Top of Data records

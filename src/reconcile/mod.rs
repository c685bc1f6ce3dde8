//! Reconciliation of two independently computed result tables.
//!
//! Both tables are tagged with their origin and merged. The merge is then
//! narrowed in three stages: (identifier, experiment) groups holding exactly
//! one row per origin, groups whose log2 ratios agree after significant-figure
//! rounding, and groups whose p-values agree the same way. Every stage reports
//! its row counts, which is the main health signal when validating one
//! pipeline against another.

use crate::aggregate::{group_rows, select_groups, text_part, GroupColumn, GroupKey, KeyPart, Keyed};
use crate::data::{DifferentialResult, DifferentialResultSet, Schema};
use crate::error::{QuantError, Result};
use serde::{Deserialize, Serialize};
use std::collections::{BTreeMap, BTreeSet};
use std::path::{Path, PathBuf};

/// Significant figures compared by default.
pub const DEFAULT_SIG_DIGITS: usize = 4;

/// Round to `sig` significant figures.
///
/// Zero and non-finite values are returned unchanged.
pub fn round_sig(x: f64, sig: usize) -> f64 {
    if x == 0.0 || !x.is_finite() {
        return x;
    }
    let sig = sig.max(1);
    format!("{:.*e}", sig - 1, x).parse().unwrap_or(x)
}

/// Equality after rounding. NaN never equals anything.
pub fn equal_at_sig(a: f64, b: f64, sig: usize) -> bool {
    !a.is_nan() && !b.is_nan() && round_sig(a, sig) == round_sig(b, sig)
}

impl Keyed for DifferentialResult {
    fn key_part(&self, column: GroupColumn) -> Option<KeyPart> {
        match column {
            GroupColumn::Identifier => text_part(&self.identifier),
            GroupColumn::Experiment => text_part(&self.experiment),
            _ => None,
        }
    }
}

/// A reconciliation stage.
#[derive(Debug, Clone, Copy, PartialEq, Eq, Serialize, Deserialize)]
#[serde(rename_all = "snake_case")]
pub enum Stage {
    Merged,
    Paired,
    Log2Equal,
    PValueEqual,
}

impl Stage {
    /// All stages in execution order.
    pub const ALL: [Stage; 4] = [Stage::Merged, Stage::Paired, Stage::Log2Equal, Stage::PValueEqual];

    /// Suffix of the stage artifact file.
    pub fn name(&self) -> &'static str {
        match self {
            Stage::Merged => "merged",
            Stage::Paired => "paired",
            Stage::Log2Equal => "log2_equal",
            Stage::PValueEqual => "pval_equal",
        }
    }
}

/// Row counts of one stage.
#[derive(Debug, Clone, PartialEq, Serialize, Deserialize)]
pub struct StageReport {
    pub stage: Stage,
    pub rows_before: usize,
    pub rows_after: usize,
    /// Mean p-value per origin over the surviving rows.
    pub mean_p_values: BTreeMap<String, f64>,
}

impl StageReport {
    fn new(stage: Stage, rows_before: usize, kept: &DifferentialResultSet) -> Self {
        Self {
            stage,
            rows_before,
            rows_after: kept.len(),
            mean_p_values: kept.origin_mean_p_values(),
        }
    }

    /// Rows removed by this stage.
    pub fn dropped(&self) -> usize {
        self.rows_before.saturating_sub(self.rows_after)
    }
}

/// Output of [`reconcile`]: the table after each stage and the stage reports.
#[derive(Debug, Clone)]
pub struct Reconciliation {
    pub merged: DifferentialResultSet,
    pub paired: DifferentialResultSet,
    pub log2_equal: DifferentialResultSet,
    pub pval_equal: DifferentialResultSet,
    pub stages: Vec<StageReport>,
}

impl Reconciliation {
    /// Table after `stage`.
    pub fn stage(&self, stage: Stage) -> &DifferentialResultSet {
        match stage {
            Stage::Merged => &self.merged,
            Stage::Paired => &self.paired,
            Stage::Log2Equal => &self.log2_equal,
            Stage::PValueEqual => &self.pval_equal,
        }
    }

    /// Report of `stage`.
    pub fn report(&self, stage: Stage) -> Option<&StageReport> {
        self.stages.iter().find(|r| r.stage == stage)
    }

    /// Write one CSV per stage as `<base>_<stage>.csv` and return the paths.
    pub fn write_stages<P: AsRef<Path>>(&self, base: P, schema: &Schema) -> Result<Vec<PathBuf>> {
        let base = base.as_ref().display().to_string();
        let mut paths = Vec::with_capacity(Stage::ALL.len());
        for stage in Stage::ALL {
            let path = PathBuf::from(format!("{}_{}.csv", base, stage.name()));
            self.stage(stage).to_csv(&path, schema)?;
            tracing::debug!(path = %path.display(), rows = self.stage(stage).len(), "wrote stage artifact");
            paths.push(path);
        }
        Ok(paths)
    }
}

fn keep_groups(set: &DifferentialResultSet, keys: &BTreeSet<GroupKey>) -> DifferentialResultSet {
    let results = set
        .iter()
        .filter(|r| {
            r.group_key(&[GroupColumn::Identifier, GroupColumn::Experiment])
                .is_some_and(|k| keys.contains(&k))
        })
        .cloned()
        .collect();
    DifferentialResultSet::new(results)
}

fn narrow<F>(set: &DifferentialResultSet, predicate: F) -> DifferentialResultSet
where
    F: Fn(&[&DifferentialResult]) -> bool,
{
    let groups = group_rows(&set.results, &[GroupColumn::Identifier, GroupColumn::Experiment]);
    let keys = select_groups(&groups, predicate);
    keep_groups(set, &keys)
}

/// Reconcile two result tables. Rows of `a` are tagged `origin_a`, rows of
/// `b` are tagged `origin_b`.
///
/// An empty table is a valid input and shows up as rows lost in the stage
/// reports. Fails with [`QuantError::MissingOrigin`] if an origin label is
/// blank or both labels are the same.
pub fn reconcile(
    a: DifferentialResultSet,
    origin_a: &str,
    b: DifferentialResultSet,
    origin_b: &str,
    sig: usize,
) -> Result<Reconciliation> {
    if origin_a.trim().is_empty() || origin_b.trim().is_empty() {
        return Err(QuantError::MissingOrigin("origin label is blank".to_string()));
    }
    if origin_a == origin_b {
        return Err(QuantError::MissingOrigin(format!(
            "both tables are labelled '{}'",
            origin_a
        )));
    }
    let (a, b) = (a.with_origin(origin_a), b.with_origin(origin_b));

    let n_inputs = a.len() + b.len();
    let mut results = a.results;
    results.extend(b.results);
    let mut merged = DifferentialResultSet::new(results);
    merged.sort();
    let mut stages = vec![StageReport::new(Stage::Merged, n_inputs, &merged)];

    let paired = narrow(&merged, |m| m.len() == 2 && m[0].origin != m[1].origin);
    stages.push(StageReport::new(Stage::Paired, merged.len(), &paired));

    let log2_equal = narrow(&paired, |m| equal_at_sig(m[0].log2_ratio, m[1].log2_ratio, sig));
    stages.push(StageReport::new(Stage::Log2Equal, paired.len(), &log2_equal));

    let pval_equal = narrow(&log2_equal, |m| equal_at_sig(m[0].p_value, m[1].p_value, sig));
    stages.push(StageReport::new(Stage::PValueEqual, log2_equal.len(), &pval_equal));

    for report in &stages {
        tracing::info!(
            stage = report.stage.name(),
            before = report.rows_before,
            after = report.rows_after,
            dropped = report.dropped(),
            "reconciliation stage"
        );
    }

    Ok(Reconciliation {
        merged,
        paired,
        log2_equal,
        pval_equal,
        stages,
    })
}

#[cfg(test)]
mod tests {
    use super::*;
    use approx::assert_relative_eq;

    fn row(id: &str, exp: &str, log2: f64, p: f64) -> DifferentialResult {
        DifferentialResult {
            log2_ratio: log2,
            p_value: p,
            fdr: p,
            ..DifferentialResult::undefined(id, exp, "E0")
        }
    }

    fn table() -> DifferentialResultSet {
        DifferentialResultSet::new(vec![
            row("x1", "E1", 1.0, 0.0036),
            row("x1", "E2", -0.4150375, 0.2),
            row("x2", "E1", 0.000123456, 1.2345e-8),
        ])
    }

    #[test]
    fn test_round_sig() {
        assert_eq!(round_sig(1.23456, 4), 1.235);
        assert_eq!(round_sig(-98765.4, 2), -99000.0);
        assert_eq!(round_sig(0.0, 4), 0.0);
        assert!(round_sig(f64::NAN, 4).is_nan());
        assert_relative_eq!(round_sig(0.000123456, 4), round_sig(0.123456, 4) * 1e-3, max_relative = 1e-12);
    }

    #[test]
    fn test_nan_never_equal() {
        assert!(!equal_at_sig(f64::NAN, f64::NAN, 4));
        assert!(equal_at_sig(0.00012344, 0.00012341, 4));
        assert!(!equal_at_sig(0.0001235, 0.0001234, 4));
    }

    #[test]
    fn test_identical_tables_drop_nothing() {
        let rec = reconcile(table(), "bag", table(), "analyzer_quant", 4).unwrap();
        assert_eq!(rec.stages.len(), 4);
        for report in &rec.stages {
            assert_eq!(report.rows_before, 6);
            assert_eq!(report.rows_after, 6);
            assert_eq!(report.dropped(), 0);
        }
        let means = &rec.report(Stage::Log2Equal).unwrap().mean_p_values;
        assert_relative_eq!(means["bag"], means["analyzer_quant"]);
    }

    #[test]
    fn test_stage_counts_non_increasing() {
        let other = DifferentialResultSet::new(vec![
            row("x1", "E1", 1.00001, 0.0036),
            row("x1", "E2", -0.4150375, 0.25),
            row("x2", "E1", 0.5, 1.2345e-8),
            row("x3", "E1", 0.5, 0.5),
        ]);
        let rec = reconcile(table(), "bag", other, "analyzer_quant", 4).unwrap();
        let counts: Vec<usize> = rec.stages.iter().map(|r| r.rows_after).collect();
        assert_eq!(counts, vec![7, 6, 4, 2]);
        assert!(counts.windows(2).all(|w| w[0] >= w[1]));
        assert_eq!(rec.pval_equal.results[0].identifier, "x1");
    }

    #[test]
    fn test_requires_two_origins() {
        let same = reconcile(table(), "bag", table(), "bag", 4);
        assert!(matches!(same, Err(QuantError::MissingOrigin(_))));

        let blank = reconcile(table(), "", table(), "bag", 4);
        assert!(matches!(blank, Err(QuantError::MissingOrigin(_))));
    }

    #[test]
    fn test_empty_side_loses_every_row() {
        let reference = DifferentialResultSet::new(vec![row("x1", "E1", 1.0, 0.0036)]);
        let rec = reconcile(DifferentialResultSet::default(), "bag", reference, "analyzer_quant", 4).unwrap();

        let shape: Vec<(usize, usize)> = rec.stages.iter().map(|r| (r.rows_before, r.rows_after)).collect();
        assert_eq!(shape, vec![(1, 1), (1, 0), (0, 0), (0, 0)]);
        assert_eq!(rec.merged.results[0].origin, "analyzer_quant");
        assert!(rec.pval_equal.is_empty());
    }

    #[test]
    fn test_write_stages() {
        let dir = tempfile::tempdir().unwrap();
        let rec = reconcile(table(), "bag", table(), "analyzer_quant", 4).unwrap();
        let paths = rec.write_stages(dir.path().join("run"), &Schema::default()).unwrap();

        assert_eq!(paths.len(), 4);
        assert!(paths[0].ends_with("run_merged.csv"));
        assert!(paths[3].ends_with("run_pval_equal.csv"));
        let text = std::fs::read_to_string(&paths[2]).unwrap();
        assert_eq!(text.lines().count(), 7);
        assert!(text.contains("0.000123456"));
    }
}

Bottom of Data records

§ **Work item**
Reproduce exactly the lines that run from the start of the records to the line with "groups holding exactly", both included.

§ **Completed exercise**
filename src/reconcile/mod.rs
repository c685bc1f6ce3dde8
//! Reconciliation of two independently computed result tables.
//!
//! Both tables are tagged with their origin and merged. The merge is then
//! narrowed in three stages: (identifier, experiment) groups holding exactly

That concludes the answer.